Store chain may have broken rules
John Lewis facing £36m bill for wage breach
It is a potential embarrassment to the department store chain, which prides itself on how its employees are integral to its ownership structure.
The Partnership, which also owns upmarket Waitrose supermarkets, said that while its contractual hourly rates of pay have never been below the national minimum wage (NMW), it plans to work with Britain’s revenue and customs department to see if all its arrangements meet the specific criteria of the complex regulations.
In a statement, the company said that since announcing its unaudited results on 9 March 2017, “a further exceptional charge of £36 million has been recorded for the year ended 28 January 2017.
“This has arisen following the identification that some of the Partnership’s pay practices, though designed to help Partners (employees), may not meet the strict criteria set out in the National Minimum Wage (NMW) regulations.
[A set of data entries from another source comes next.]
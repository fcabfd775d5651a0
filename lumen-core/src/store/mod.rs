//! Blob storage for cached analyses and archived source snapshots.
//!
//! The store is auxiliary infrastructure: callers treat every [`StoreError`]
//! as a cache miss or a skipped write, never as a request failure.
//!
//! ## Backends
//!
//! - [`HttpObjectStore`] - REST blob service with predictable object URLs
//! - [`FsObjectStore`] - local directory, for single-host deployments and the CLI
//! - [`MemoryObjectStore`] - in-process map with outage injection, for tests

mod fs;
mod http;
mod memory;

pub use fs::FsObjectStore;
pub use http::{HttpObjectStore, HttpObjectStoreConfig};
pub use memory::MemoryObjectStore;

use async_trait::async_trait;
use bytes::Bytes;
use chrono::{DateTime, Utc};
use thiserror::Error;

/// Errors from an object store backend.
#[derive(Debug, Error, Clone, PartialEq, Eq)]
pub enum StoreError {
    /// Backend could not be reached
    #[error("Object store unavailable: {0}")]
    Unavailable(String),

    /// Backend answered with an unexpected status
    #[error("Object store returned status {status}: {message}")]
    Status { status: u16, message: String },

    /// Local filesystem failure
    #[error("Object store I/O error: {0}")]
    Io(String),

    /// Listing or metadata could not be decoded
    #[error("Object store response malformed: {0}")]
    Malformed(String),

    /// Path escapes the store namespace
    #[error("Invalid object path: {0}")]
    InvalidPath(String),
}

impl From<std::io::Error> for StoreError {
    fn from(e: std::io::Error) -> Self {
        Self::Io(e.to_string())
    }
}

/// Listing entry.
#[derive(Debug, Clone, PartialEq, Eq)]
pub struct ObjectMeta {
    /// Full object path, including the listed prefix
    pub path: String,
    /// Size in bytes
    pub size: u64,
    /// Last write time as reported by the backend
    pub uploaded_at: DateTime<Utc>,
}

/// Write/overwrite blob storage. No read-modify-write semantics.
#[async_trait]
pub trait ObjectStore: Send + Sync {
    /// Fetch an object, `None` when it does not exist.
    async fn get(&self, path: &str) -> Result<Option<Bytes>, StoreError>;

    /// Whether an object exists, without downloading it.
    async fn exists(&self, path: &str) -> Result<bool, StoreError>;

    /// Create or overwrite an object.
    async fn put(&self, path: &str, body: Bytes, content_type: &str) -> Result<(), StoreError>;

    /// Objects whose path starts with `prefix`, in no particular order.
    async fn list(&self, prefix: &str) -> Result<Vec<ObjectMeta>, StoreError>;

    /// Short backend name for logs.
    fn backend_name(&self) -> &'static str;
}

/// Reject paths that could escape the store root or address nothing.
pub(crate) fn validate_path(path: &str) -> Result<(), StoreError> {
    if path.is_empty()
        || path.starts_with('/')
        || path.contains('\\')
        || path.split('/').any(|segment| segment == "..")
    {
        return Err(StoreError::InvalidPath(path.to_string()));
    }
    Ok(())
}

#[cfg(test)]
mod tests {
    use super::*;

    #[test]
    fn test_validate_path() {
        assert!(validate_path("vision/metadata/abc/latest.json").is_ok());
        assert!(validate_path("").is_err());
        assert!(validate_path("/etc/passwd").is_err());
        assert!(validate_path("vision/../../etc").is_err());
        assert!(validate_path("vision\\metadata").is_err());
    }
}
“This charge is to cover any payments that might become due, along with employer’s National Insurance, pension costs and associated costs.”
The annual report and accounts show that chairman Charlie Mayfield has waived his £66,000 bonus for 2016-17, as a reflection of the performance of the group. His total remuneration fell by 7.4% to £1.41m.
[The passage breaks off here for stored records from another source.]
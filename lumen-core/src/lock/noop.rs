use std::time::Duration;

use async_trait::async_trait;

use super::{AdvisoryLock, LockError};

/// Lock that grants every request.
///
/// Disables cross-process coordination. In-process single-flight still
/// collapses concurrent requests within one analyzer.
#[derive(Debug, Clone, Copy, Default)]
pub struct NoopLock;

#[async_trait]
impl AdvisoryLock for NoopLock {
    async fn try_acquire(&self, _key: &str, _token: &str, _ttl: Duration) -> Result<bool, LockError> {
        Ok(true)
    }

    async fn release(&self, _key: &str, _token: &str) -> Result<(), LockError> {
        Ok(())
    }

    async fn exists(&self, _key: &str) -> Result<bool, LockError> {
        Ok(false)
    }

    async fn force_release(&self, _key: &str) -> Result<bool, LockError> {
        Ok(false)
    }

    fn backend_name(&self) -> &'static str {
        "noop"
    }
}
In March the group reported a fall in the annual trading profits at Waitrose and the John Lewis department stores.
It cut its staff bonus to 6%, the lowest percentage payout since 1954, saying it needed to preserve cash to brace for difficult times ahead.
In April the department store business said it would cut hundreds of jobs in a reorganisation of its soft furnishings business and changes to the way it operates its in-store restaurants.